How many lines in the entries below contain the string "priority"? Reply with the number only.
══ EXERCISE MATERIALS
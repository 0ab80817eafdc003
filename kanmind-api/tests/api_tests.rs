//! End-to-end tests for the HTTP surface
//!
//! Run with: DATABASE_URL=postgresql://localhost/kanmind_test cargo test -p kanmind-api

mod common;

use axum::http::StatusCode;
use common::TestContext;
use serde_json::json;

macro_rules! context_or_skip {
    () => {
        match TestContext::new().await {
            Some(ctx) => ctx,
            None => {
                eprintln!("DATABASE_URL not set, skipping");
                return;
            }
        }
    };
}

#[tokio::test]
async fn test_health_endpoint() {
    let ctx = context_or_skip!();

    let (status, body) = ctx.send("GET", "/health", None, None).await;

    assert_eq!(status, StatusCode::OK);
    assert_eq!(body["status"], "ok");
    assert_eq!(body["database"], "up");
    assert!(body["schema_version"].as_i64().is_some());
}

#[tokio::test]
async fn test_registration_then_login_returns_same_token() {
    let mut ctx = context_or_skip!();
    let user = ctx.register("Ada Lovelace").await;

    let (status, body) = ctx
        .send(
            "POST",
            "/api/login",
            None,
            Some(json!({ "email": user.email.to_uppercase(), "password": "Board#Test1" })),
        )
        .await;

    assert_eq!(status, StatusCode::OK);
    assert_eq!(body["token"], user.token.as_str());
    assert_eq!(body["fullname"], "Ada Lovelace");

    let (status, body) = ctx
        .send(
            "POST",
            "/api/login",
            None,
            Some(json!({ "email": user.email, "password": "Wrong#Pass1" })),
        )
        .await;
    assert_eq!(status, StatusCode::BAD_REQUEST);
    assert_eq!(body["error"], "invalid_credentials");

    ctx.cleanup().await;
}

#[tokio::test]
async fn test_registration_reports_field_errors() {
    let ctx = context_or_skip!();

    let (status, body) = ctx
        .send(
            "POST",
            "/api/registration",
            None,
            Some(json!({
                "fullname": "Mononym",
                "email": "not-an-email",
                "password": "weak",
                "repeated_password": "weaker"
            })),
        )
        .await;

    assert_eq!(status, StatusCode::BAD_REQUEST);
    assert_eq!(body["error"], "validation_error");
    let fields: Vec<&str> = body["details"]
        .as_array()
        .unwrap()
        .iter()
        .filter_map(|d| d["field"].as_str())
        .collect();
    assert!(fields.contains(&"fullname"));
}

#[tokio::test]
async fn test_missing_or_bad_token_is_unauthorized() {
    let ctx = context_or_skip!();

    let (status, body) = ctx.send("GET", "/api/boards", None, None).await;
    assert_eq!(status, StatusCode::UNAUTHORIZED);
    assert_eq!(body["error"], "unauthorized");

    let (status, _) = ctx
        .send("GET", "/api/boards", Some("Bearer kmt_doesnotexist"), None)
        .await;
    assert_eq!(status, StatusCode::UNAUTHORIZED);

    let (status, _) = ctx.send("GET", "/api/boards", Some("Basic abc"), None).await;
    assert_eq!(status, StatusCode::UNAUTHORIZED);
}

#[tokio::test]
async fn test_board_lifecycle() {
    let mut ctx = context_or_skip!();
    let owner = ctx.register("Olivia Owner").await;
    let member = ctx.register("Max Member").await;

    let (status, board) = ctx
        .send(
            "POST",
            "/api/boards",
            Some(&owner.auth_header()),
            Some(json!({ "title": "Launch", "members": [member.id] })),
        )
        .await;
    assert_eq!(status, StatusCode::CREATED);
    let board_id = board["id"].as_str().unwrap().to_string();
    assert_eq!(board["owner_id"], owner.id.to_string());

    let (status, list) = ctx
        .send("GET", "/api/boards", Some(&member.auth_header()), None)
        .await;
    assert_eq!(status, StatusCode::OK);
    assert!(list
        .as_array()
        .unwrap()
        .iter()
        .any(|b| b["id"] == board_id.as_str()));

    let (status, detail) = ctx
        .send(
            "PATCH",
            &format!("/api/boards/{}", board_id),
            Some(&member.auth_header()),
            Some(json!({ "title": "Launch v2" })),
        )
        .await;
    assert_eq!(status, StatusCode::OK);
    assert_eq!(detail["title"], "Launch v2");
    assert_eq!(detail["members"].as_array().unwrap().len(), 1);

    let (status, body) = ctx
        .send(
            "DELETE",
            &format!("/api/boards/{}", board_id),
            Some(&owner.auth_header()),
            None,
        )
        .await;
    assert_eq!(status, StatusCode::NO_CONTENT);
    assert!(body.is_null());

    let (status, _) = ctx
        .send(
            "GET",
            &format!("/api/boards/{}", board_id),
            Some(&owner.auth_header()),
            None,
        )
        .await;
    assert_eq!(status, StatusCode::NOT_FOUND);

    ctx.cleanup().await;
}

#[tokio::test]
async fn test_stranger_is_forbidden() {
    let mut ctx = context_or_skip!();
    let owner = ctx.register("Olivia Owner").await;
    let stranger = ctx.register("Sam Stranger").await;

    let (_, board) = ctx
        .send(
            "POST",
            "/api/boards",
            Some(&owner.auth_header()),
            Some(json!({ "title": "Private" })),
        )
        .await;
    let board_id = board["id"].as_str().unwrap().to_string();

    let (status, body) = ctx
        .send(
            "GET",
            &format!("/api/boards/{}", board_id),
            Some(&stranger.auth_header()),
            None,
        )
        .await;
    assert_eq!(status, StatusCode::FORBIDDEN);
    assert_eq!(body["error"], "forbidden");

    let (status, _) = ctx
        .send(
            "POST",
            "/api/tasks",
            Some(&stranger.auth_header()),
            Some(json!({ "board": board_id, "title": "Sneaky" })),
        )
        .await;
    assert_eq!(status, StatusCode::FORBIDDEN);

    ctx.cleanup().await;
}

#[tokio::test]
async fn test_task_with_outside_assignee_is_rejected() {
    let mut ctx = context_or_skip!();
    let owner = ctx.register("Olivia Owner").await;
    let outsider = ctx.register("Oscar Outsider").await;

    let (_, board) = ctx
        .send(
            "POST",
            "/api/boards",
            Some(&owner.auth_header()),
            Some(json!({ "title": "Roadmap" })),
        )
        .await;
    let board_id = board["id"].as_str().unwrap().to_string();

    let (status, body) = ctx
        .send(
            "POST",
            "/api/tasks",
            Some(&owner.auth_header()),
            Some(json!({
                "board": board_id,
                "title": "Ship it",
                "assignee_id": outsider.id
            })),
        )
        .await;
    assert_eq!(status, StatusCode::BAD_REQUEST);
    assert_eq!(body["error"], "validation_error");

    let (status, task) = ctx
        .send(
            "POST",
            "/api/tasks",
            Some(&owner.auth_header()),
            Some(json!({
                "board": board_id,
                "title": "Ship it",
                "priority": "high",
                "assignee_id": owner.id
            })),
        )
        .await;
    assert_eq!(status, StatusCode::CREATED);
    assert_eq!(task["status"], "to-do");
    assert_eq!(task["priority"], "high");

    let (status, mine) = ctx
        .send("GET", "/api/tasks/assigned-to-me", Some(&owner.auth_header()), None)
        .await;
    assert_eq!(status, StatusCode::OK);
    assert!(mine.as_array().unwrap().iter().any(|t| t["id"] == task["id"]));

    ctx.cleanup().await;
}

#[tokio::test]
async fn test_only_author_deletes_comment() {
    let mut ctx = context_or_skip!();
    let owner = ctx.register("Olivia Owner").await;
    let member = ctx.register("Max Member").await;

    let (_, board) = ctx
        .send(
            "POST",
            "/api/boards",
            Some(&owner.auth_header()),
            Some(json!({ "title": "Team", "members": [member.id] })),
        )
        .await;
    let (_, task) = ctx
        .send(
            "POST",
            "/api/tasks",
            Some(&owner.auth_header()),
            Some(json!({ "board": board["id"], "title": "Discuss" })),
        )
        .await;
    let task_id = task["id"].as_str().unwrap().to_string();

    let (status, comment) = ctx
        .send(
            "POST",
            &format!("/api/tasks/{}/comments", task_id),
            Some(&owner.auth_header()),
            Some(json!({ "content": "  First!  " })),
        )
        .await;
    assert_eq!(status, StatusCode::CREATED);
    assert_eq!(comment["content"], "First!");
    let comment_uri = format!("/api/tasks/{}/comments/{}", task_id, comment["id"].as_str().unwrap());

    let (status, _) = ctx
        .send("DELETE", &comment_uri, Some(&member.auth_header()), None)
        .await;
    assert_eq!(status, StatusCode::FORBIDDEN);

    let (status, _) = ctx
        .send("DELETE", &comment_uri, Some(&owner.auth_header()), None)
        .await;
    assert_eq!(status, StatusCode::NO_CONTENT);

    ctx.cleanup().await;
}

#[tokio::test]
async fn test_malformed_input_is_bad_request() {
    let mut ctx = context_or_skip!();
    let user = ctx.register("Paula Parser").await;

    let (status, body) = ctx
        .send(
            "POST",
            "/api/boards",
            Some(&user.auth_header()),
            Some(json!({ "members": "nope" })),
        )
        .await;
    assert_eq!(status, StatusCode::BAD_REQUEST);
    assert_eq!(body["error"], "bad_request");

    let (status, body) = ctx
        .send("GET", "/api/boards/not-a-uuid", Some(&user.auth_header()), None)
        .await;
    assert_eq!(status, StatusCode::BAD_REQUEST);
    assert_eq!(body["error"], "bad_request");

    ctx.cleanup().await;
}

#[tokio::test]
async fn test_stranger_gets_forbidden_before_field_errors() {
    let mut ctx = context_or_skip!();
    let owner = ctx.register("Olivia Owner").await;
    let stranger = ctx.register("Sam Stranger").await;

    let (_, board) = ctx
        .send(
            "POST",
            "/api/boards",
            Some(&owner.auth_header()),
            Some(json!({ "title": "Private" })),
        )
        .await;
    let (_, task) = ctx
        .send(
            "POST",
            "/api/tasks",
            Some(&owner.auth_header()),
            Some(json!({ "board": board["id"], "title": "Hidden" })),
        )
        .await;
    let task_uri = format!("/api/tasks/{}", task["id"].as_str().unwrap());

    let (status, body) = ctx
        .send("PATCH", &task_uri, Some(&stranger.auth_header()), Some(json!({ "title": "" })))
        .await;
    assert_eq!(status, StatusCode::FORBIDDEN);
    assert!(body.get("details").is_none());

    let (status, _) = ctx
        .send(
            "POST",
            &format!("{}/comments", task_uri),
            Some(&stranger.auth_header()),
            Some(json!({ "content": "" })),
        )
        .await;
    assert_eq!(status, StatusCode::FORBIDDEN);

    let (status, body) = ctx
        .send("PATCH", &task_uri, Some(&owner.auth_header()), Some(json!({ "title": "" })))
        .await;
    assert_eq!(status, StatusCode::BAD_REQUEST);
    assert_eq!(body["error"], "validation_error");
    assert_eq!(body["details"][0]["field"], "title");

    ctx.cleanup().await;
}

#[tokio::test]
async fn test_registration_without_confirmation_is_field_error() {
    let ctx = context_or_skip!();

    let (status, body) = ctx
        .send(
            "POST",
            "/api/registration",
            None,
            Some(json!({
                "fullname": "Ada Lovelace",
                "email": format!("confirm-{}@example.com", uuid::Uuid::new_v4().simple()),
                "password": "Board#Test1"
            })),
        )
        .await;

    assert_eq!(status, StatusCode::BAD_REQUEST);
    assert_eq!(body["error"], "validation_error");
    assert_eq!(body["details"][0]["field"], "password");
}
════
### RESPONSE AREA
2